Herman Wouk is one of this century's great historical novelists, whose peerless talent for capturing the human drama of landmark world events has earned him worldwide acclaim. In The Hope, his long-awaited return to historical fiction, he turns to one of the most thrilling stories of our time - the saga of Israel.
In the grand, epic style of The Winds of War and War and Remembrance, The Hope plunges the reader into the major battles, the disasters and victories, and the fragile periods of peace from the 1948 War of Independence to the astounding triumph of the Six-Day War in 1967. And since Israelis have seen their share of comic mishaps as well as heroism, this novel offers some of Herman Wouk's most amusing scenes since the famed "strawberry business" in The Caine Mutiny.

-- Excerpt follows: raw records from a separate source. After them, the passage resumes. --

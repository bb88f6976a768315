/// Per-process battery attribution.
pub trait BatteryProbe {
    fn drain(&self, pid: &str) -> f64;
}

/// Placeholder until per-app battery stats are read from the device;
/// always reports zero.
#[derive(Clone, Copy, Debug, Default)]
pub struct Unsupported;

impl BatteryProbe for Unsupported {
    fn drain(&self, _pid: &str) -> f64 {
        0.0
    }
}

First to last The Hope is a tale of four Israeli army officers and the women they love: Zev Barak, Viennese-born cultured military man; Benny Luria, ace fighter pilot with religious stirrings; Sam Pasternak, sardonic and mysterious Mossad man; and an antic dashing warrior they call Kishote, Hebrew for Quixote, who arrives at Israel's first pitched battle a refugee boy on a mule and over the years rises to high rank. In the love stories of these four men, the author of Marjorie Morningstar has created a gallery of three memorable Israeli women and one quirky fascinating American, daughter of a high CIA official and headmistress of a Washington girls school.

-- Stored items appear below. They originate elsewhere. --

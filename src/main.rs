use std::path::PathBuf;
use std::process::ExitCode;
use std::time::Duration;

use clap::Parser;
use color_eyre::Result;
use droidmon::config::{self, Config, load_config, load_config_from_path};
use droidmon::device::AdbClient;
use droidmon::error::StartupError;
use droidmon::event::{shutdown_channel, spawn_key_listener, spawn_signal_listener};
use droidmon::logging::{LogSink, init_tracing};
use droidmon::scheduler::Scheduler;
use droidmon::sink::{FileSink, LiveSink, OutputSink, Sink};
use droidmon::system::collector::{Collector, Strategy};
use droidmon::system::filter::{AppFilter, PackagePathTable};
use droidmon::system::sampler::Sampler;

#[derive(Parser, Debug)]
#[command(
    name = "droidmon",
    about = "Sample CPU, memory and storage usage of Android apps over adb"
)]
struct Cli {
    /// Sampling interval in milliseconds
    #[arg(value_parser = parse_interval)]
    interval_ms: u64,

    /// Stop after this many seconds (runs until interrupted when absent)
    #[arg(short = 'r', long = "rtime", value_parser = parse_run_time)]
    rtime: Option<Duration>,

    /// Path to the adb executable
    #[arg(short = 'p', long = "path")]
    path: Option<PathBuf>,

    /// Save samples to this JSON file instead of showing the live table
    #[arg(short = 'o', long = "output")]
    output: Option<PathBuf>,

    /// Path to config file
    #[arg(long)]
    config: Option<PathBuf>,

    /// Read counters from the device's `top` instead of /proc
    #[arg(long)]
    top: bool,

    /// Write logs to this file
    #[arg(long)]
    log_file: Option<PathBuf>,
}

fn parse_interval(raw: &str) -> Result<u64, String> {
    if raw.is_empty() || !raw.bytes().all(|b| b.is_ascii_digit()) {
        return Err(format!("`{raw}` is not a number of milliseconds"));
    }
    match raw.parse::<u64>() {
        Ok(0) => Err("interval must be greater than 0".to_string()),
        Ok(ms) => Ok(ms),
        Err(e) => Err(e.to_string()),
    }
}

fn parse_run_time(raw: &str) -> Result<Duration, String> {
    let secs: f64 = raw
        .parse()
        .map_err(|_| format!("`{raw}` is not a number of seconds"))?;
    Duration::try_from_secs_f64(secs).map_err(|_| format!("`{raw}` is not a valid run time"))
}

#[tokio::main(flavor = "current_thread")]
async fn main() -> Result<ExitCode> {
    color_eyre::install()?;

    let cli = Cli::parse();
    let config = load_config_for_cli(&cli);

    let log_sink = match (&config.logging.file, &cli.output) {
        (Some(path), _) => LogSink::File(path),
        (None, Some(_)) => LogSink::Stderr,
        (None, None) => LogSink::Silent,
    };
    init_tracing(&config.logging.level, log_sink, config.logging.json)?;

    match run(&cli, &config).await {
        Ok(()) => Ok(ExitCode::SUCCESS),
        Err(report) => match report.downcast_ref::<StartupError>() {
            Some(err) => {
                tracing::error!(%err, "startup failed");
                eprintln!("{err}");
                Ok(ExitCode::from(err.exit_code()))
            }
            None => Err(report),
        },
    }
}

async fn run(cli: &Cli, config: &Config) -> Result<()> {
    let client = AdbClient::new(
        &config.device.adb_path,
        Duration::from_secs(config.device.command_timeout_secs),
    )?;
    let devices = client
        .connected_devices()
        .await
        .map_err(StartupError::from)?;
    if devices.is_empty() {
        return Err(StartupError::NoDevice.into());
    }
    tracing::info!(?devices, adb = %client.adb_path().display(), "device connected");

    let strategy = resolve_strategy(&client, config.sampling.strategy).await;
    let filter = AppFilter::new(&config.sampling.app_prefix);

    println!("Reading package information...");
    let packages = PackagePathTable::load(&client, &filter).await;
    tracing::info!(packages = packages.len(), strategy = strategy.label(), "starting sampler");

    let collector = Collector::new(client, strategy, filter).with_top_timing(
        config.sampling.top_iterations,
        config.sampling.top_delay_secs,
    );
    let sampler = Sampler::new(collector, packages);
    let mut scheduler = Scheduler::new(sampler, Duration::from_millis(cli.interval_ms), cli.rtime);

    let (trigger, mut shutdown) = shutdown_channel();
    let _signals = spawn_signal_listener(trigger.clone());
    let mut sink = match &cli.output {
        Some(path) => OutputSink::File(FileSink::new(path)),
        None => {
            let _keys = spawn_key_listener(trigger);
            OutputSink::Live(LiveSink::init())
        }
    };

    let outcome = scheduler.run(&mut sink, &mut shutdown).await;
    let finished = sink.finish();
    let summary = outcome?;
    finished?;
    tracing::info!(
        iterations = summary.iterations,
        frames = summary.frames,
        "done"
    );
    Ok(())
}

/// `top` mode needs the tool on the device; otherwise fall back to /proc.
async fn resolve_strategy(client: &AdbClient, requested: Strategy) -> Strategy {
    if requested == Strategy::Top && !client.has_program("top").await {
        tracing::warn!("top not found on device, falling back to proc");
        eprintln!("`top` is not available on the device, sampling /proc instead");
        return Strategy::Proc;
    }
    requested
}

fn load_config_for_cli(cli: &Cli) -> config::Config {
    let mut config = match &cli.config {
        Some(path) => load_config_from_path(path),
        None => load_config(),
    };

    if let Some(ref path) = cli.path {
        config.device.adb_path = path.clone();
    }
    if cli.top {
        config.sampling.strategy = Strategy::Top;
    }
    if let Some(ref file) = cli.log_file {
        config.logging.file = Some(file.clone());
    }

    config
}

With the authenticity, authority, and narrative force of Wouk's finest fiction, The Hope portrays not so much the victory of one people over another, as the gallantry of the human spirit, surviving and triumphing against crushing odds. In that sense it can be called a tale of hope for all mankind; a note that Herman Wouk has struck in all his writings, against the prevailing pessimism of our turbulent century.